## Task prompt
Restate verbatim the span of lines below between the line with "filename src/command.rs" and the line with "at the sender", including those two lines, and only that span.

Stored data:

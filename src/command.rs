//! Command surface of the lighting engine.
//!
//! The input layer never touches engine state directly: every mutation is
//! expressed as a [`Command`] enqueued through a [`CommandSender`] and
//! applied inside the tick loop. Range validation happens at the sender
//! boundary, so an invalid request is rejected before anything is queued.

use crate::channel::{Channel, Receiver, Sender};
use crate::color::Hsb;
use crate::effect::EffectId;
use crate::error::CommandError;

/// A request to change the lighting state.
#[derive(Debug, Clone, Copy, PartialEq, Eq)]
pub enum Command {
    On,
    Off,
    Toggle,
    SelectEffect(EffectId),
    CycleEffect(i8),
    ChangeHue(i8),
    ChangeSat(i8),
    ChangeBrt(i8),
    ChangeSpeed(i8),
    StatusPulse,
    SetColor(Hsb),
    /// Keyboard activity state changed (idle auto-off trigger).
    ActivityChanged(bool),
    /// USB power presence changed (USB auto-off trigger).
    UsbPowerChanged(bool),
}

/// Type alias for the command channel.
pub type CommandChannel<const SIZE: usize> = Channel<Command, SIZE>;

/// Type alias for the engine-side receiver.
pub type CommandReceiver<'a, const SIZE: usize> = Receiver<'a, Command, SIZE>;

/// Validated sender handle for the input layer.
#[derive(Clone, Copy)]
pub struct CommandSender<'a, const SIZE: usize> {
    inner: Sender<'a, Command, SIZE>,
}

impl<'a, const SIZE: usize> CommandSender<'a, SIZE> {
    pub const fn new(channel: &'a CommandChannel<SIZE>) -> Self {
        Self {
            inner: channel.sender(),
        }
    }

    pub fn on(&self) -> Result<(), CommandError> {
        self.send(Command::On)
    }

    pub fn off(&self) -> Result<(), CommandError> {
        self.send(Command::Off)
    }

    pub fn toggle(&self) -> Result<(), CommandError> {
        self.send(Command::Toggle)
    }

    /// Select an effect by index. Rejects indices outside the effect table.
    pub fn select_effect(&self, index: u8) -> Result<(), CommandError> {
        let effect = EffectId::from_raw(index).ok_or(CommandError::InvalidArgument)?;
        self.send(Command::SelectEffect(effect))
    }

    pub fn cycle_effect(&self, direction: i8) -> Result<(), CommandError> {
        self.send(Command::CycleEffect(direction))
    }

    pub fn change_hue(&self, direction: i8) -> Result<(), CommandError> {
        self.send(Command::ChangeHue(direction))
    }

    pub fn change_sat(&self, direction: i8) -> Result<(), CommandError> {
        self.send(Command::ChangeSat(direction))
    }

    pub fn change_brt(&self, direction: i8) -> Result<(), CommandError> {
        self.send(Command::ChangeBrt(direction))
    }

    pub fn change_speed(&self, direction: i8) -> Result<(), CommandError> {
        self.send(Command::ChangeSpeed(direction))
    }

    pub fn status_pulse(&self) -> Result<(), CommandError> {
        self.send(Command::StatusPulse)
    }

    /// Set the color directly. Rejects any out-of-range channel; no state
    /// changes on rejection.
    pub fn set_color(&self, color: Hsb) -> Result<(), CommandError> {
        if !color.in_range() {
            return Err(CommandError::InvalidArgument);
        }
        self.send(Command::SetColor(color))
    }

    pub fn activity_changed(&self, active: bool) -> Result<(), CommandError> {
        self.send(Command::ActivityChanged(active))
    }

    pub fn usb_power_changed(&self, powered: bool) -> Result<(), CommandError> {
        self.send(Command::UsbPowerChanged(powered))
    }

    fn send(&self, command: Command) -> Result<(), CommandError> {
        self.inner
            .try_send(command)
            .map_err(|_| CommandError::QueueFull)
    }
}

==

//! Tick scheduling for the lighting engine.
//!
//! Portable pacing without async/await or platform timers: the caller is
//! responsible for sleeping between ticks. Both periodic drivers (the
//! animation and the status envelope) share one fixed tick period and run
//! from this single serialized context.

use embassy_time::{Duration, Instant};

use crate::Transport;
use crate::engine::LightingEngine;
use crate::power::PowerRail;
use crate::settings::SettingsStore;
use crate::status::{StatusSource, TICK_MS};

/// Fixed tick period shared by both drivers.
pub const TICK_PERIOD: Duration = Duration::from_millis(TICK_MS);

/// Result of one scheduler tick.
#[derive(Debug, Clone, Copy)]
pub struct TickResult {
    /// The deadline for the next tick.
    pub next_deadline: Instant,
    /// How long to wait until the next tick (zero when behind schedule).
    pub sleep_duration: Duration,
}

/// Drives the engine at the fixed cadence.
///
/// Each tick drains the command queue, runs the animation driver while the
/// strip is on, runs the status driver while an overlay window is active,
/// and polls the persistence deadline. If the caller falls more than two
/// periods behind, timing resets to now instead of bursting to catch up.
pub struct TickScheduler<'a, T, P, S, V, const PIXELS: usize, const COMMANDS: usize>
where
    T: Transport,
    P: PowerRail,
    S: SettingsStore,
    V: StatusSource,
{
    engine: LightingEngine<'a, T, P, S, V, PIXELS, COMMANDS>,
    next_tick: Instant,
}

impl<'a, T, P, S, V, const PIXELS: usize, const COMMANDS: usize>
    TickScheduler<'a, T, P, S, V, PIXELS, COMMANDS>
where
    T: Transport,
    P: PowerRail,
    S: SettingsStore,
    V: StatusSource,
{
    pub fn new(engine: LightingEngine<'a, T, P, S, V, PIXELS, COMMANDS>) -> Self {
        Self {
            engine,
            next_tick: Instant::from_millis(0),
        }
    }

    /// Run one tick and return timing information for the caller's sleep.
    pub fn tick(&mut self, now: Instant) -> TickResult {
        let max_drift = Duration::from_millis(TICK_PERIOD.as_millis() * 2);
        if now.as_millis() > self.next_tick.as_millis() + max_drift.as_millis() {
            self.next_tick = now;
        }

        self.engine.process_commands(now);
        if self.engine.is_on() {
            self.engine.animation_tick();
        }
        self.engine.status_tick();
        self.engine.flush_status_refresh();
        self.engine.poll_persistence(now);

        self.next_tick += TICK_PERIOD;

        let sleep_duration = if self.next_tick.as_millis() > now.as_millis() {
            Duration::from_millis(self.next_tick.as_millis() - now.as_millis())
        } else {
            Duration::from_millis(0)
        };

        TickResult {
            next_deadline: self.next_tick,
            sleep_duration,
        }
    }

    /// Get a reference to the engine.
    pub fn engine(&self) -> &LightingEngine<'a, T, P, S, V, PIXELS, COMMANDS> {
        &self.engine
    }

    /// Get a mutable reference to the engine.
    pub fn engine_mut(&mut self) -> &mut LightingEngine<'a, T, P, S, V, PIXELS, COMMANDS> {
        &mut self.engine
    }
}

## Answer section
filename src/command.rs
//! Command surface of the lighting engine.
//!
//! The input layer never touches engine state directly: every mutation is
//! expressed as a [`Command`] enqueued through a [`CommandSender`] and
//! applied inside the tick loop. Range validation happens at the sender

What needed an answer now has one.